Meningeal immune cells have recently emerged as critical modulators of neural function in both physiological and pathological states ^{1, 2} . In particular, immune cells within the meninges surrounding the dorsal root ganglia (DRG) have been implicated in the pathogenesis of neuropathic pain ^3–5 . Yet, the cellular complexity of the meningeal immune landscape and the neuroimmune interactions linking this niche to neuropathic pain remain poorly understood. Here, we show that peripheral nerve injury induces both the recruitment of leukocytes to the DRG meninges and their transcriptional reprogramming across innate (primarily myeloid cells) and adaptive immune compartments.
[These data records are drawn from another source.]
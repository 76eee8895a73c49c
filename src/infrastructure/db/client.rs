use anyhow::{Context, Result};
use async_trait::async_trait;
use sqlx::any::{AnyPoolOptions, AnyRow};
use sqlx::AnyPool;
use std::collections::BTreeMap;
use std::sync::Arc;
use tracing::debug;

use crate::domain::column::ColumnSpec;
use crate::domain::ports::RowSource;
use crate::domain::value::{CellValue, Row};
use crate::domain::value_objects::TableName;
use crate::infrastructure::config::DbConfig;
use crate::infrastructure::db::dialect::{from_driver, Dialect};
use crate::infrastructure::db::row_mapper::any_row_to_row;
use crate::infrastructure::db::sql_utils::{build_typed_select_query, primary_key_columns, with_page};

/// [`RowSource`] over a live database, through a sqlx connection pool.
///
/// Every call checks a connection out of the pool, so concurrent table
/// tasks never share a handle.
pub struct SqlxRowSource {
    pool: AnyPool,
    dialect: Arc<dyn Dialect>,
    schema: String,
    batch_size: usize,
}

/// Connect to the database described in `cfg` and return a `SqlxRowSource`.
///
/// `max_connections` is normally the run's worker count; `batch_size` bounds
/// the rows read per query.
pub async fn connect(cfg: &DbConfig, max_connections: u32, batch_size: usize) -> Result<SqlxRowSource> {
    sqlx::any::install_default_drivers();

    let pool = AnyPoolOptions::new()
        .max_connections(max_connections.max(1))
        .connect(&cfg.url())
        .await
        .with_context(|| {
            format!(
                "Failed to connect to {} (driver: {})",
                cfg.dbname, cfg.driver
            )
        })?;

    debug!(
        "Connected to {}/{} via {} driver",
        cfg.host, cfg.dbname, cfg.driver
    );

    Ok(SqlxRowSource {
        pool,
        dialect: Arc::from(from_driver(&cfg.driver)),
        schema: cfg.schema.clone(),
        batch_size: batch_size.max(1),
    })
}

/// Read a column from an AnyRow as String, handling MySQL's habit of returning
/// information_schema string columns as BLOB to sqlx AnyRow.
fn blob_or_string(row: &AnyRow, idx: usize) -> Result<Option<String>> {
    use sqlx::{Column, Row as _, TypeInfo};
    let type_name = row.column(idx).type_info().name();
    if type_name == "BLOB" {
        let bytes: Option<Vec<u8>> = row.try_get(idx)?;
        Ok(bytes.map(|b| String::from_utf8_lossy(&b).into_owned()))
    } else {
        Ok(row.try_get(idx)?)
    }
}

fn column_spec(row: &AnyRow) -> Result<ColumnSpec> {
    use sqlx::Row as _;
    let name = blob_or_string(row, 0)?.unwrap_or_default();
    let data_type = blob_or_string(row, 1)?.unwrap_or_default();
    let nullable = blob_or_string(row, 2)?.map_or(true, |s| s.eq_ignore_ascii_case("YES"));
    let default = blob_or_string(row, 3)?.map(CellValue::Text);
    let pk: Option<i64> = row.try_get(4)?;

    Ok(ColumnSpec {
        name,
        declared_type: data_type,
        nullable,
        default,
        is_primary_key: pk.unwrap_or(0) > 0,
    })
}

impl SqlxRowSource {
    fn select(&self, table: &TableName, columns: &[ColumnSpec]) -> String {
        build_typed_select_query(
            &self.schema,
            &table.0,
            columns,
            &primary_key_columns(columns),
            self.dialect.as_ref(),
        )
    }

    async fn query_rows(&self, sql: &str, table: &TableName, columns: &[ColumnSpec]) -> Result<Vec<Row>> {
        debug!("Executing: {}", sql);
        let rows = sqlx::query(sql)
            .fetch_all(&self.pool)
            .await
            .with_context(|| format!("Failed to query {}.{}", self.schema, table.0))?;

        let col_types: BTreeMap<String, String> = columns
            .iter()
            .map(|c| (c.name.clone(), c.declared_type.clone()))
            .collect();

        rows.iter()
            .map(|row| any_row_to_row(row, &col_types, self.dialect.as_ref()))
            .collect()
    }
}

#[async_trait]
impl RowSource for SqlxRowSource {
    async fn table_names(&self) -> Result<Vec<TableName>> {
        let mut query = sqlx::query(self.dialect.tables_sql());
        if self.dialect.binds_schema() {
            query = query.bind(self.schema.as_str());
        }
        let rows = query
            .fetch_all(&self.pool)
            .await
            .with_context(|| format!("Failed to list tables of {}", self.schema))?;

        let mut names = Vec::with_capacity(rows.len());
        for row in &rows {
            if let Some(name) = blob_or_string(row, 0)? {
                names.push(TableName(name));
            }
        }
        Ok(names)
    }

    async fn columns(&self, table: &TableName) -> Result<Vec<ColumnSpec>> {
        let mut query = sqlx::query(self.dialect.columns_sql());
        if self.dialect.binds_schema() {
            query = query.bind(self.schema.as_str());
        }
        let rows = query
            .bind(table.0.as_str())
            .fetch_all(&self.pool)
            .await
            .with_context(|| format!("Failed to fetch columns for {}.{}", self.schema, table.0))?;

        if rows.is_empty() {
            anyhow::bail!("Table {}.{} not found", self.schema, table.0);
        }
        rows.iter().map(column_spec).collect()
    }

    /// Reads in pages of `batch_size` rows when the table has a primary key
    /// to order by; a stable order is needed for `OFFSET` paging.
    async fn fetch_rows(&self, table: &TableName, columns: &[ColumnSpec]) -> Result<Vec<Row>> {
        let select = self.select(table, columns);
        if primary_key_columns(columns).is_empty() {
            return self.query_rows(&select, table, columns).await;
        }

        let mut rows = Vec::new();
        let mut offset = 0;
        loop {
            let page = self
                .query_rows(&with_page(&select, self.batch_size, offset), table, columns)
                .await?;
            let page_len = page.len();
            rows.extend(page);
            if page_len < self.batch_size {
                break;
            }
            offset += page_len;
        }
        debug!(table = %table.0, rows = rows.len(), batch_size = self.batch_size, "table read in pages");
        Ok(rows)
    }

    async fn sample_rows(
        &self,
        table: &TableName,
        columns: &[ColumnSpec],
        limit: usize,
    ) -> Result<Vec<Row>> {
        let sql = with_page(&self.select(table, columns), limit, 0);
        self.query_rows(&sql, table, columns).await
    }

    async fn close(&self) {
        debug!(driver = self.dialect.name(), "closing connection pool");
        self.pool.close().await;
    }
}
The accumulation of myeloid cells, predominantly neutrophils and classical monocytes, within the DRG meninges originates from local vertebral bone marrow (BM) emergency myelopoiesis, followed by their migration through ossified vertebral channels. Further analysis identified meningeal granulocyte-macrophage colony- stimulating factor (GM-CSF), produced mainly by group 2 innate lymphoid cells (ILC2s), as a key mediator that instructs vertebral BM emergency myelopoiesis after peripheral nerve injury, thereby promoting neuropathic pain. These findings uncover a fundamental process linking meningeal immunity to vertebral BM emergency myelopoiesis in the pathophysiological cascade of neuropathic pain and highlight meningeal GM-CSF as the instructive signal orchestrating this neuroimmune axis.